# My 2015 opera winners



## Don Fatale (Aug 31, 2009)

No lists, no runners up, only the winners will get a mention in this collection of arbitrary and spurious awards.

*Favourite city: Budapest*
I've seen 8 operas there this year and have even picked up some words in their difficult but not unattractive language.

*Opera night: Mefistofele in Budapest*
Grand and full bodied, the way it should be.

*Rediscovery: Jewels of the Madonna, by Wolf-Ferrari*
Engrossing. Big budget production in Bratislava showed that this verismo work needs to be seen more.

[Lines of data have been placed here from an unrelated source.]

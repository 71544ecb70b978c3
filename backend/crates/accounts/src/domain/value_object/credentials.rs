//! Credential Value Objects
//!
//! Domain wrappers around `platform::password`. `RawPassword` is validated
//! user input (zeroized on drop); `PasswordDigest` is the Argon2id hash
//! that gets persisted.

use platform::password::{
    ClearTextPassword, HashedPassword, PasswordHashError, PasswordPolicy, PasswordPolicyError,
};
use std::fmt;

// ============================================================================
// Raw Password (User Input)
// ============================================================================

/// Raw password from user input
///
/// Memory is automatically zeroized when dropped. Validation is driven by
/// the configured [`PasswordPolicy`] - the policy knob, not this type,
/// decides how weak a password may be.
pub struct RawPassword(ClearTextPassword);

impl RawPassword {
    /// Create a new raw password, validated against the given policy
    pub fn new(raw: String, policy: &PasswordPolicy) -> Result<Self, PasswordPolicyError> {
        Ok(Self(ClearTextPassword::new(raw, policy)?))
    }

    pub(crate) fn inner(&self) -> &ClearTextPassword {
        &self.0
    }
}

impl fmt::Debug for RawPassword {
    fn fmt(&self, f: &mut fmt::Formatter<'_>) -> fmt::Result {
        f.debug_tuple("RawPassword").field(&"[REDACTED]").finish()
    }
}

// ============================================================================
// Password Digest (Hashed, for storage)
// ============================================================================

/// Hashed password for database storage (Argon2id PHC string)
#[derive(Clone, PartialEq, Eq)]
pub struct PasswordDigest(HashedPassword);

impl PasswordDigest {
    /// Create from raw password by hashing
    pub fn from_raw(raw: &RawPassword) -> Result<Self, PasswordHashError> {
        Ok(Self(raw.inner().hash()?))
    }

    /// Create from PHC string (from database)
    pub fn from_phc_string(phc_string: impl Into<String>) -> Result<Self, PasswordHashError> {
        Ok(Self(HashedPassword::from_phc_string(phc_string)?))
    }

    /// Get PHC string for database storage
    pub fn as_phc_string(&self) -> &str {
        self.0.as_phc_string()
    }

    /// Verify a raw password against this digest
    ///
    /// Constant-time comparison; never logs the candidate.
    pub fn verify(&self, raw: &RawPassword) -> bool {
        self.0.verify(raw.inner())
    }
}

impl fmt::Debug for PasswordDigest {
    fn fmt(&self, f: &mut fmt::Formatter<'_>) -> fmt::Result {
        f.debug_struct("PasswordDigest")
            .field("hash", &"[HASH]")
            .finish()
    }
}

impl fmt::Display for PasswordDigest {
    fn fmt(&self, f: &mut fmt::Formatter<'_>) -> fmt::Result {
        write!(f, "[HASHED_PASSWORD]")
    }
}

*New Production: Manon in Vilnius*
The staging was a visual delight and adds much to the evening. Artistic, colour, light, shadows, reflections. Co-production with SFO but not yet scheduled.

*New opera: Penthesilia by Pascal Dusapin*
Modern but not too difficult considering the screaching sopranos. Attractive production. Good enough to get an outing in other houses in Europe.

*Strangest opera(s): L'Heure Espanole/Mammelles des Tiresius*
Vienna Kammeroper. Performed in the style of Michael Frayn's farce 'Noises Off'. Wildly entertaining.

*Vocal Performance: Csilla Boross*
As Elisabeth in Don Carlos, Budapest. Faultless and beautiful.

*Small production: Falstaff by Black Cat Opera Company*
They made me believe that Verdi wrote this opera for a small company, 20 piece orchestra and small stage.

*Unlikeliest: Die Walkure in Berwick-Upon-Tweed*
Stripped down concert version in bijou 300 seat theatre.

*Biggest disappointment: Mefistofele in Munich*
What should have been my highlight (a favourite opera, great cast), turned out to be a damp squib. Produced and performed with what I can only 'indifference' by all concerned, Calleja's singing was a small consolation.

*Best trip: Baltic Countries*
3 nights, 3 countries, 3 operas. That was fun!


----------